Suppose the number of data samples is K. The first iteration is completed to obtain the weight matrix ${\mathbf{W}}_{mo}^K$, ${\mathbf{W}}_{im}^K$ and the threshold matrix ${\mathbf{b}}_m^K$, ${\mathbf{b}}_o^K$ of the model. Then, the global output $\overline{y_c}(k)$ of the model is calculated as follows:

$$\overline{y_c}(k)=f_o(W_{mo}^K(f_m(W_{im}^{K}r(k)-b_m^K))-b_o^K)$$

(15)

where $k=1,\dots ,K$. The global error E is calculated as follows:

$$E=\frac{1}{2K}{\displaystyle \sum _{k=1}^K{\displaystyle \sum _{c=1}^q{(y_c(k)-\overline{y_c}(k))}^2}}$$

(16)

If the global error E is greater than the set minimum error E_min, and the set number of iterations N has not been reached, the next iteration begins. Until the global error E is less than the set minimum error E_min or the number of iterations N has been reached, the calculation stops. The optimal weight matrix and threshold matrix are obtained.

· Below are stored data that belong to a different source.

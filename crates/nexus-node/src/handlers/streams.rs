//! # Built-in Stream Handlers
//!
//! - `{entity_type}:stream_state` emits the entity snapshot whenever its
//!   version changed since the previous tick (1s by default).
//! - `{entity_type}:stream_analytics` emits [`EntityAnalytics`] every tick
//!   (5s by default).
//!
//! Both run until the session is cancelled or reaches its deadline, or for
//! `duration_ms` when the request payload asks for it. `interval_ms`
//! overrides the tick.
//!
//! [`EntityAnalytics`]: nexus_state::EntityAnalytics

use async_trait::async_trait;
use nexus_state::EntityStateStore;
use nexus_stream::{StreamContext, StreamHandler};
use nexus_types::payload::to_payload;
use nexus_types::{NexusError, DEFAULT_ENTITY_ID};
use serde::Deserialize;
use serde_json::{json, Value};
use std::sync::Arc;
use std::time::Duration;
use tokio::time::{interval, sleep_until, Instant, MissedTickBehavior};

pub const STREAM_STATE_ACTION: &str = "stream_state";
pub const STREAM_ANALYTICS_ACTION: &str = "stream_analytics";

const MIN_INTERVAL: Duration = Duration::from_millis(10);

/// Optional request payload fields understood by the built-in streams.
#[derive(Debug, Default, Deserialize)]
struct StreamOptions {
    #[serde(default)]
    duration_ms: Option<u64>,
    #[serde(default)]
    interval_ms: Option<u64>,
}

impl StreamOptions {
    fn from_request(ctx: &StreamContext) -> Self {
        serde_json::from_value(ctx.request().payload.clone()).unwrap_or_default()
    }

    fn interval(&self, default: Duration) -> Duration {
        self.interval_ms
            .map_or(default, Duration::from_millis)
            .max(MIN_INTERVAL)
    }

    fn stop_at(&self) -> Option<Instant> {
        self.duration_ms
            .map(|ms| Instant::now() + Duration::from_millis(ms))
    }
}

fn entity_of(ctx: &StreamContext) -> String {
    ctx.request()
        .entity_id
        .clone()
        .filter(|id| !id.is_empty())
        .unwrap_or_else(|| DEFAULT_ENTITY_ID.to_string())
}

enum Tick {
    Next,
    Stop,
}

/// Wait for the next tick, cancellation or the requested stop time.
async fn next_tick(
    ctx: &StreamContext,
    ticker: &mut tokio::time::Interval,
    stop_at: Option<Instant>,
) -> Result<Tick, NexusError> {
    let stop = async {
        match stop_at {
            Some(at) => sleep_until(at).await,
            None => std::future::pending().await,
        }
    };
    tokio::select! {
        biased;
        _ = ctx.cancelled() => Err(NexusError::Cancelled(ctx.session_id().to_string())),
        _ = stop => Ok(Tick::Stop),
        _ = ticker.tick() => Ok(Tick::Next),
    }
}

/// Streams entity snapshots on change.
pub struct StateStreamHandler {
    store: Arc<EntityStateStore>,
    interval: Duration,
}

impl StateStreamHandler {
    #[must_use]
    pub fn new(store: Arc<EntityStateStore>) -> Arc<Self> {
        Self::with_interval(store, Duration::from_secs(1))
    }

    #[must_use]
    pub fn with_interval(store: Arc<EntityStateStore>, interval: Duration) -> Arc<Self> {
        Arc::new(Self { store, interval })
    }
}

#[async_trait]
impl StreamHandler for StateStreamHandler {
    async fn run(&self, ctx: StreamContext) -> Result<Value, NexusError> {
        let entity_id = entity_of(&ctx);
        let options = StreamOptions::from_request(&ctx);
        let stop_at = options.stop_at();
        let mut ticker = interval(options.interval(self.interval));
        ticker.set_missed_tick_behavior(MissedTickBehavior::Skip);

        let mut last_version = None;
        let mut snapshots = 0u64;
        loop {
            if let Tick::Stop = next_tick(&ctx, &mut ticker, stop_at).await? {
                break;
            }
            let snapshot = self.store.load_or_create(&entity_id).await?;
            if last_version == Some(snapshot.version) {
                continue;
            }
            last_version = Some(snapshot.version);
            ctx.emit(to_payload(&snapshot)?).await?;
            snapshots += 1;
        }

        Ok(json!({
            "entity_id": entity_id,
            "snapshots": snapshots,
            "version": last_version,
        }))
    }
}

/// Streams entity analytics on a fixed period.
pub struct AnalyticsStreamHandler {
    store: Arc<EntityStateStore>,
    interval: Duration,
}

impl AnalyticsStreamHandler {
    #[must_use]
    pub fn new(store: Arc<EntityStateStore>) -> Arc<Self> {
        Self::with_interval(store, Duration::from_secs(5))
    }

    #[must_use]
    pub fn with_interval(store: Arc<EntityStateStore>, interval: Duration) -> Arc<Self> {
        Arc::new(Self { store, interval })
    }
}

#[async_trait]
impl StreamHandler for AnalyticsStreamHandler {
    async fn run(&self, ctx: StreamContext) -> Result<Value, NexusError> {
        let entity_id = entity_of(&ctx);
        self.store.load_or_create(&entity_id).await?;
        let options = StreamOptions::from_request(&ctx);
        let stop_at = options.stop_at();
        let mut ticker = interval(options.interval(self.interval));
        ticker.set_missed_tick_behavior(MissedTickBehavior::Skip);

        let mut reports = 0u64;
        loop {
            if let Tick::Stop = next_tick(&ctx, &mut ticker, stop_at).await? {
                break;
            }
            // Evicted mid-stream: report nothing until it is referenced again.
            let Some(analytics) = self.store.analytics(&entity_id) else {
                continue;
            };
            ctx.emit(to_payload(&analytics)?).await?;
            reports += 1;
        }

        Ok(json!({ "entity_id": entity_id, "reports": reports }))
    }
}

$$W_{mo}^{}=\left(\begin{array}{ccc}{w}_{11}^{\prime }& \cdots & w_{1h}^{\prime }\\ ⋮& \ddots & ⋮\\ w_{q1}^{\prime }& \cdots & w_{qh}^{\prime }\end{array}\right), W_{im}^{}=\left(\begin{array}{ccc}{w}_{11}^{}& \cdots & w_{1r}^{}\\ ⋮& \ddots & ⋮\\ w_{h1}^{}& \cdots & w_{hr}^{}\end{array}\right), b_m=\left(\begin{array}{l}{b}_1\\ ⋮\\ b_h\end{array}\right), b_o=\left(\begin{array}{l}{b}_1^{\prime }\\ ⋮\\ b_q^{\prime }\end{array}\right)$$

(17)

The output of the final model is expressed as follows:

$$\overline{y}\left(k\right)=f_o(W_{mo}^{}(f_m(W_{im}^{}r(k)-b_m^{}))-b_o^{})$$

(18)

To sum up, the model parameters and structure are determined as shown in Figure 3.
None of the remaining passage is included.